Smyrniotis Vassilios, Kostopanagiotou Georgia, Theodoraki Kassiani, Tsantoulas Dimitrios, Contis John C
Department of Surgery, University of Athens School of Medicine, Athens, Greece.
Am J Surg. 2004 Mar;187(3):398-402. doi: 10.1016/j.amjsurg.2003.12.001.
Blood loss during liver resection constitutes the primary determinant of the postoperative outcome. Various techniques of vascular control and maintenance of a low central vein pressure (CVP) have been used in order to prevent intraoperative blood loss and postoperative complications. Our study aims at assessing the effects of different levels of CVP in relation to type of vascular control on perioperative blood loss and patient outcome.
The records of 102 consecutive patients who underwent a major hepatectomy were retrospectively analyzed. Forty-two patients were operated on with a CVP of 6 mm Hg or more and 60 patients had a CVP of 5 mm Hg or less. The Pringle maneuver was used in 45 patients and selective hepatic vascular exclusion (SHVE) in 57 patients. Blood loss, complications, and mortality were analyzed comparing the two CVP groups in relation to type of vascular control.
The Pringle maneuver is associated with more blood loss when CVP is 6 mm Hg or more compared with CVP 5 mm Hg or less (1,250 mL [250 to 2,850] versus 780 mL [150 to 3,100]; P <0.05). Conversely, blood loss during SHVE is independent of the CVP levels. A significant difference in blood loss between the Pringle maneuver and SHVE was observed, only when CVP was 6 mm Hg or more (1,250 mL [250 to 2,850] versus 680 mL [150 to 1,260]; P <0.05). Hospital stay was also significantly longer in patients operated on with CVP 6 mm Hg or more (15 days [4 to 38] than in patients with CVP 5 mm Hg or less (10 days [4 to 32]; P <0.05).
Elevated CVP during major liver resections results in greater blood loss and a longer hospital stay. The Pringle maneuver with CVP 5 mm Hg or less is associated with blood loss not significantly different from that with SHVE. The latter, though, has been shown not to be affected by CVP levels and should be used whenever CVP remains high despite adequate anesthetic management.

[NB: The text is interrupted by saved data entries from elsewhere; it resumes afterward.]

impl ModerationEngine {
    pub fn new(config: BotConfig, db: Arc<Database>, api: Arc<dyn ChatApi>) -> Self {
        let admin_cache = AdminCache::new(config.admin_cache_ttl_seconds);
        let flood = FloodGuard::new(config.flood_limit, config.flood_window_seconds);
        let duplicate = DuplicateGuard::new(config.duplicate_history);
        Self {
            config,
            db,
            api,
            admin_cache,
            flood,
            duplicate,
        }
    }

    /// Consume events until the channel closes, processing each one on
    /// its own task so a slow platform call never blocks the intake.
    pub async fn run(self: Arc<Self>, mut events: mpsc::Receiver<ChatEvent>) {
        info!("Moderation engine started");
        while let Some(event) = events.recv().await {
            let engine = Arc::clone(&self);
            tokio::spawn(async move {
                engine.handle_event(event).await;
            });
        }
        info!("Moderation engine stopped");
    }

    /// Dispatch a single event. Failures are logged, never raised: one
    /// bad event must not take the intake loop down.
    pub async fn handle_event(&self, event: ChatEvent) {
        let result = match event {
            ChatEvent::Message(msg) => self.handle_message(&msg).await.map(|_| ()),
            ChatEvent::NewMembers(ev) => self.handle_new_members(&ev).await,
        };
        if let Err(e) = result {
            error!("Failed to process chat event: {:#}", e);
        }
    }

    // ========== Message pipeline ==========

    /// Run one message through the moderation pipeline. At most one
    /// guard fires per message; a removed message never earns points.
    pub async fn handle_message(&self, msg: &MessageEvent) -> Result<MessageVerdict> {
        let chat_id = msg.chat_id;
        let user_id = msg.from.user_id;
        let now = msg.timestamp.timestamp();

        if msg.from.is_bot {
            return Ok(MessageVerdict::SkippedBot);
        }
        if self
            .admin_cache
            .is_admin(self.api.as_ref(), chat_id, user_id, now)
            .await
        {
            return Ok(MessageVerdict::SkippedAdmin);
        }

        if self.flood.record(chat_id, user_id, now).await {
            return self.remove_flood(msg).await;
        }

        if self.duplicate.check(chat_id, user_id, msg.content()).await {
            return self.remove_duplicate(msg).await;
        }

        if self.ads_enabled(chat_id)? && is_advertisement(msg.content()) {
            return self.remove_advertisement(msg).await;
        }

        if self.config.points_enabled
            && self
                .db
                .can_earn(chat_id, user_id, self.config.earn_cooldown_seconds, now)?
        {
            let amount = self.config.points_per_message;
            let new_balance = self.db.add_points(chat_id, user_id, amount, "chat activity")?;
            self.db.mark_earned(chat_id, user_id, now)?;
            debug!(
                "User {} earned {} points in chat {} (balance {})",
                user_id, amount, chat_id, new_balance
            );
            return Ok(MessageVerdict::Earned {
                amount,
                new_balance,
            });
        }

        Ok(MessageVerdict::Accepted)
    }

    async fn remove_flood(&self, msg: &MessageEvent) -> Result<MessageVerdict> {
        self.delete_silently(msg.chat_id, msg.message_id, "flooding message")
            .await;

        let notice = format!(
            "⚠️ {}, please slow down! Message removed.",
            msg.from.display_name()
        );
        match self.api.send_message(msg.chat_id, &notice).await {
            Ok(notice_id) => {
                let api = Arc::clone(&self.api);
                let chat_id = msg.chat_id;
                tokio::spawn(async move {
                    tokio::time::sleep(Duration::from_secs(FLOOD_NOTICE_SECS)).await;
                    if let Err(e) = api.delete_message(chat_id, notice_id).await {
                        debug!("Could not remove flood notice in chat {}: {}", chat_id, e);
                    }
                });
            }
            Err(e) => warn!("Could not send flood notice in chat {}: {}", msg.chat_id, e),
        }

        let penalty = self.config.flood_penalty;
        self.db
            .subtract_points(msg.chat_id, msg.from.user_id, penalty, "flooding")?;
        info!(
            "Removed flooding message {} from user {} in chat {}",
            msg.message_id, msg.from.user_id, msg.chat_id
        );
        Ok(MessageVerdict::Removed {
            violation: Violation::Flood,
            penalty,
        })
    }

    async fn remove_duplicate(&self, msg: &MessageEvent) -> Result<MessageVerdict> {
        self.delete_silently(msg.chat_id, msg.message_id, "duplicate message")
            .await;

        let penalty = self.config.duplicate_penalty;
        self.db
            .subtract_points(msg.chat_id, msg.from.user_id, penalty, "duplicate message")?;
        info!(
            "Removed duplicate message {} from user {} in chat {}",
            msg.message_id, msg.from.user_id, msg.chat_id
        );
        Ok(MessageVerdict::Removed {
            violation: Violation::Duplicate,
            penalty,
        })
    }

    /// Ads cost at most the user's current balance: the penalty never
    /// pushes anyone negative, and users at or below zero lose nothing.
    async fn remove_advertisement(&self, msg: &MessageEvent) -> Result<MessageVerdict> {
        self.delete_silently(msg.chat_id, msg.message_id, "advertisement")
            .await;

        let current = self.db.balance(msg.chat_id, msg.from.user_id)?;
        let penalty = if current > 0 {
            self.config.ad_penalty.min(current)
        } else {
            0
        };
        if penalty > 0 {
            self.db
                .subtract_points(msg.chat_id, msg.from.user_id, penalty, "advertising")?;
        }
        info!(
            "Removed advertisement {} from user {} in chat {}",
            msg.message_id, msg.from.user_id, msg.chat_id
        );
        Ok(MessageVerdict::Removed {
            violation: Violation::Advertisement,
            penalty,
        })
    }

    fn ads_enabled(&self, chat_id: i64) -> Result<bool> {
        if !self.config.auto_delete_ads {
            return Ok(false);
        }
        Ok(self.db.chat_settings(chat_id)?.auto_delete_ads)
    }

    async fn delete_silently(&self, chat_id: i64, message_id: i64, what: &str) {
        if let Err(e) = self.api.delete_message(chat_id, message_id).await {
            warn!(
                "Could not delete {} {} in chat {}: {}",
                what, message_id, chat_id, e
            );
        }
    }

    // ========== New members ==========

    /// Handle a join update: kick bots where configured, welcome humans
    /// and award the join bonus. Never runs the message guards.
    pub async fn handle_new_members(&self, event: &NewMemberEvent) -> Result<()> {
        let settings = self.db.chat_settings(event.chat_id)?;
        for member in &event.members {
            if member.is_bot {
                if self.config.auto_kick_bots || settings.auto_kick_bots {
                    self.kick_bot(event.chat_id, member).await;
                }
                continue;
            }
            if self.config.auto_welcome && settings.welcome_new_members {
                self.welcome_member(event, &settings, member).await?;
            }
        }
        Ok(())
    }

    async fn kick_bot(&self, chat_id: i64, bot: &UserRef) {
        match self.api.ban_member(chat_id, bot.user_id).await {
            Ok(()) => {
                let notice = format!("🤖 Removed bot: {}", bot.display_name());
                if let Err(e) = self.api.send_message(chat_id, &notice).await {
                    debug!("Could not announce bot removal in chat {}: {}", chat_id, e);
                }
                info!("Kicked joining bot {} from chat {}", bot.user_id, chat_id);
            }
            Err(e) => error!(
                "Could not kick bot {} from chat {}: {}",
                bot.user_id, chat_id, e
            ),
        }
    }

    async fn welcome_member(
        &self,
        event: &NewMemberEvent,
        settings: &ChatSettings,
        member: &UserRef,
    ) -> Result<()> {
        let template = settings.welcome_message.as_deref().unwrap_or(DEFAULT_WELCOME);
        let text = render_welcome(template, member, event.chat_title.as_deref());
        if let Err(e) = self.api.send_message(event.chat_id, &text).await {
            warn!(
                "Could not send welcome for user {} in chat {}: {}",
                member.user_id, event.chat_id, e
            );
        }
        if self.config.points_enabled {
            self.db.add_points(
                event.chat_id,
                member.user_id,
                self.config.new_member_bonus,
                "new member bonus",
            )?;
        }
        info!(
            "Welcomed new member {} in chat {}",
            member.user_id, event.chat_id
        );
        Ok(())
    }

    // ========== Operator commands ==========

    /// Record a warning. Reaching the warning limit escalates to a ban;
    /// the recorded count stands even if the ban is refused remotely.
    pub async fn warn_user(
        &self,
        chat_id: i64,
        user_id: i64,
        admin_id: i64,
        reason: Option<&str>,
    ) -> Result<WarnOutcome> {
        let count = self.db.add_warning(chat_id, user_id, admin_id, reason)?;
        let limit = self.config.max_warnings;
        let mut banned = false;
        if count >= limit as i64 {
            match self.api.ban_member(chat_id, user_id).await {
                Ok(()) => {
                    banned = true;
                    info!(
                        "User {} banned from chat {} after {} warnings",
                        user_id, chat_id, count
                    );
                }
                Err(e) => error!(
                    "Could not ban user {} in chat {} after {} warnings: {}",
                    user_id, chat_id, count, e
                ),
            }
        }
        Ok(WarnOutcome {
            count,
            limit,
            banned,
        })
    }

    /// Drop every warning for a user, returning how many were removed.
    pub async fn clear_warnings(&self, chat_id: i64, user_id: i64) -> Result<usize> {
        let removed = self.db.clear_warnings(chat_id, user_id)?;
        info!(
            "Cleared {} warnings for user {} in chat {}",
            removed, user_id, chat_id
        );
        Ok(removed)
    }

    /// A user's warnings, newest first.
    pub async fn warnings(&self, chat_id: i64, user_id: i64) -> Result<Vec<Warning>> {
        self.db.warnings(chat_id, user_id)
    }

    pub async fn warning_count(&self, chat_id: i64, user_id: i64) -> Result<i64> {
        self.db.warning_count(chat_id, user_id)
    }

    pub async fn ban_user(&self, chat_id: i64, user_id: i64) -> Result<()> {
        self.api.ban_member(chat_id, user_id).await?;
        info!("Banned user {} from chat {}", user_id, chat_id);
        Ok(())
    }

    pub async fn unban_user(&self, chat_id: i64, user_id: i64) -> Result<()> {
        self.api.unban_member(chat_id, user_id).await?;
        info!("Unbanned user {} in chat {}", user_id, chat_id);
        Ok(())
    }

    /// Mute a user. `None` applies the configured default duration; any
    /// requested duration is capped at the configured maximum, and zero
    /// (or below) mutes with no expiry.
    pub async fn mute_user(
        &self,
        chat_id: i64,
        user_id: i64,
        duration_seconds: Option<i64>,
    ) -> Result<()> {
        let requested = duration_seconds.unwrap_or(self.config.default_ban_seconds);
        let duration = requested.min(self.config.max_mute_seconds);
        let until = if duration <= 0 {
            0
        } else {
            Utc::now().timestamp() + duration
        };
        self.api
            .restrict_member(chat_id, user_id, false, until)
            .await?;
        info!(
            "Muted user {} in chat {} ({})",
            user_id,
            chat_id,
            if until == 0 {
                "permanently".to_string()
            } else {
                format!("{}s", duration)
            }
        );
        Ok(())
    }

    pub async fn unmute_user(&self, chat_id: i64, user_id: i64) -> Result<()> {
        self.api.restrict_member(chat_id, user_id, true, 0).await?;
        info!("Unmuted user {} in chat {}", user_id, chat_id);
        Ok(())
    }

    /// Grant points to a user. The amount must be positive; granting
    /// does not touch the earn cooldown.
    pub async fn grant_points(
        &self,
        chat_id: i64,
        user_id: i64,
        amount: i64,
        reason: &str,
    ) -> Result<i64> {
        if amount <= 0 {
            return Err(GuardError::InvalidAmount(amount).into());
        }
        let new_balance = self.db.add_points(chat_id, user_id, amount, reason)?;
        info!(
            "Granted {} points to user {} in chat {} (balance {})",
            amount, user_id, chat_id, new_balance
        );
        Ok(new_balance)
    }

    /// Take points from a user, clamping the result at zero.
    pub async fn revoke_points(
        &self,
        chat_id: i64,
        user_id: i64,
        amount: i64,
        reason: &str,
    ) -> Result<i64> {
        if amount <= 0 {
            return Err(GuardError::InvalidAmount(amount).into());
        }
        let new_balance = self.db.subtract_points(chat_id, user_id, amount, reason)?;
        if new_balance < 0 {
            self.db.set_points(chat_id, user_id, 0)?;
            info!(
                "Revoked {} points from user {} in chat {} (clamped to 0)",
                amount, user_id, chat_id
            );
            return Ok(0);
        }
        info!(
            "Revoked {} points from user {} in chat {} (balance {})",
            amount, user_id, chat_id, new_balance
        );
        Ok(new_balance)
    }

    /// Overwrite a user's balance. Negative values are rejected.
    pub async fn set_user_points(&self, chat_id: i64, user_id: i64, value: i64) -> Result<i64> {
        if value < 0 {
            return Err(GuardError::NegativeValue(value).into());
        }
        let new_balance = self.db.set_points(chat_id, user_id, value)?;
        info!(
            "Set points of user {} in chat {} to {}",
            user_id, chat_id, new_balance
        );
        Ok(new_balance)
    }

    pub async fn user_balance(&self, chat_id: i64, user_id: i64) -> Result<i64> {
        self.db.balance(chat_id, user_id)
    }

    pub async fn user_rank(&self, chat_id: i64, user_id: i64) -> Result<Option<i64>> {
        self.db.user_rank(chat_id, user_id)
    }

    pub async fn leaderboard(&self, chat_id: i64, limit: usize) -> Result<Vec<LeaderboardEntry>> {
        self.db.leaderboard(chat_id, limit)
    }

    pub async fn points_history(
        &self,
        chat_id: i64,
        user_id: i64,
        limit: usize,
    ) -> Result<Vec<PointsEntry>> {
        self.db.points_history(chat_id, user_id, limit)
    }

    pub async fn chat_settings(&self, chat_id: i64) -> Result<ChatSettings> {
        self.db.chat_settings(chat_id)
    }

    pub async fn update_chat_setting(&self, chat_id: i64, key: &str, value: &str) -> Result<()> {
        self.db.update_setting(chat_id, key, value)?;
        info!("Updated setting {} for chat {}", key, chat_id);
        Ok(())
    }

    /// Evict cached admin answers, e.g. after a promotion or demotion.
    pub async fn invalidate_admin_cache(&self, chat_id: Option<i64>, user_id: Option<i64>) {
        self.admin_cache.invalidate(chat_id, user_id).await;
    }
}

肝切除术中的失血是术后结果的主要决定因素。为防止术中失血和术后并发症,已采用了各种血管控制技术和维持低中心静脉压(CVP)的方法。我们的研究旨在评估不同CVP水平与血管控制类型对围手术期失血和患者预后的影响。
回顾性分析102例连续接受大肝切除术患者的记录。42例患者手术时CVP为6mmHg或更高,60例患者CVP为5mmHg或更低。45例患者采用了Pringle手法,57例患者采用了选择性肝血管阻断(SHVE)。比较两个CVP组在血管控制类型方面的失血、并发症和死亡率。
与CVP为5mmHg或更低相比,当CVP为6mmHg或更高时,Pringle手法导致的失血量更多(1250mL[250至2850]对780mL[150至3100];P<0.05)。相反,SHVE期间的失血与CVP水平无关。仅当CVP为6mmHg或更高时,观察到Pringle手法和SHVE之间的失血量有显著差异(1250mL[250至2850]对680mL[150至1260];P<0.05)。CVP为6mmHg或更高的手术患者的住院时间也明显长于CVP为5mmHg或更低的患者(15天[4至38]对10天[4至32];P<0.05)。
大肝切除术中CVP升高导致失血量增加和住院时间延长。CVP为5mmHg或更低时的Pringle手法导致的失血量与SHVE导致的失血量无显著差异。然而,后者不受CVP水平影响,并且在尽管进行了充分的麻醉管理但CVP仍然较高时应使用。